And so today. together we, you and me, yes just the two of us, are going to examine Russia’s demographic collapse, a slow-moving but decisive factor shaping that nation’s future. Before we consider current legislation and headlines, it is important to establish what demographics are, why they matter, and how Russia’s story illustrates nearly every possible demographic challenge at once.
Demographics, at its core, is the study of populations. It examines how many people are being born, how many are dying, and how groups are distributed by age, gender, location, and other defining factors. It is not only about numbers on a page; demographics explains whether a nation has enough workers to support its retirees, whether it has enough young people to fill military ranks, and whether economic growth is sustainable. Nations rise or fall not only on resources and armies but on whether they can maintain a healthy balance between generations. When those balances are lost, social stability erodes.
In Russia’s case, the demographic situation is grim. It has been deteriorating steadily for more than a century, and three interlocking trends explain why. Interlocking trends are different problems that, while distinct, reinforce and worsen each other. They form a vicious cycle. In Russia, those three trends are industrialization and urbanization, addiction and public health crises, and persistent economic decline. Taken together, they have produced one of the most unsustainable demographic profiles in the modern world.
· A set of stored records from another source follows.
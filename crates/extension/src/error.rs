//! Error types for slot allocation and extension lifecycle operations.

use thiserror::Error;

use crate::key::TypeKey;
use crate::slot::SlotIndex;
use crate::storage::ObjectId;

/// Errors returned by the slot bitmap.
#[derive(Debug, Clone, PartialEq, Eq, Error)]
pub enum SlotError {
	/// The index was never allocated.
	#[error("slot {index} out of range (bitmap holds {len} slots)")]
	OutOfRange { index: SlotIndex, len: usize },
	/// The index is already on the free list.
	#[error("slot {index} is already free")]
	AlreadyFree { index: SlotIndex },
}

/// Errors returned when giving a type's slot index back to the bitmap.
#[derive(Debug, Clone, PartialEq, Eq, Error)]
pub enum ReleaseError {
	/// No record exists for the key.
	#[error("no registration for {0}")]
	NotRegistered(TypeKey),
	/// Instances of the type are still stored on live objects.
	#[error("{key} still has {ref_count} live instance(s)")]
	InUse { key: TypeKey, ref_count: usize },
	#[error(transparent)]
	Slot(#[from] SlotError),
}

/// Errors returned by [`crate::ExtensionHandle::construct`].
#[derive(Debug, Clone, PartialEq, Eq, Error)]
pub enum ConstructError {
	/// A previous construction of this type failed and the key was not reset.
	#[error("construction of {0} previously failed")]
	Failed(TypeKey),
	/// The object is not registered with the registry.
	#[error("object {0:?} is not registered")]
	UnknownObject(ObjectId),
	/// The object already carries an instance of this type.
	#[error("{key} already constructed on {object:?}")]
	AlreadyConstructed { key: TypeKey, object: ObjectId },
	/// The extension's own initializer reported an error.
	#[error("initializer for {key} failed: {message}")]
	InitFailed { key: TypeKey, message: String },
	/// The slot holds a value of another type.
	#[error("slot for {0} holds a value of a different type")]
	TypeMismatch(TypeKey),
}

/// Errors returned by [`crate::ExtensionHandle::destroy`].
#[derive(Debug, Clone, PartialEq, Eq, Error)]
pub enum DestroyError {
	#[error("object {0:?} is not registered")]
	UnknownObject(ObjectId),
	/// Nothing of this type is stored on the object.
	#[error("{key} is not constructed on {object:?}")]
	NotConstructed { key: TypeKey, object: ObjectId },
}

/// Errors returned by live-object bookkeeping.
#[derive(Debug, Clone, PartialEq, Eq, Error)]
pub enum ObjectError {
	#[error("object {0:?} is not registered")]
	Unknown(ObjectId),
}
The first trend is urbanization and industrialization. Across history, whenever nations move from rural, agricultural life into cities and factories, birth rates decline. On a farm, children are economic assets. They help with chores and production, often from a young age. In cities, children become economic costs—requiring education, medical care, and housing in small, expensive spaces. This pattern has been observed in the United States, Japan, Korea, and especially in China under its disastrous one-child policy. In all of these countries, fertility rates have fallen below replacement levels. Yet in Russia the situation is more severe. Industrialization was not a gradual evolution but a forced march under Stalin and Khrushchev. Families were shoved into cramped apartments, often a single room, with no realistic ability to support large families. Agricultural collectivization stripped away personal incentives to work the land or raise children to continue farming traditions. As a result, both the desire and the means to raise multiple children withered.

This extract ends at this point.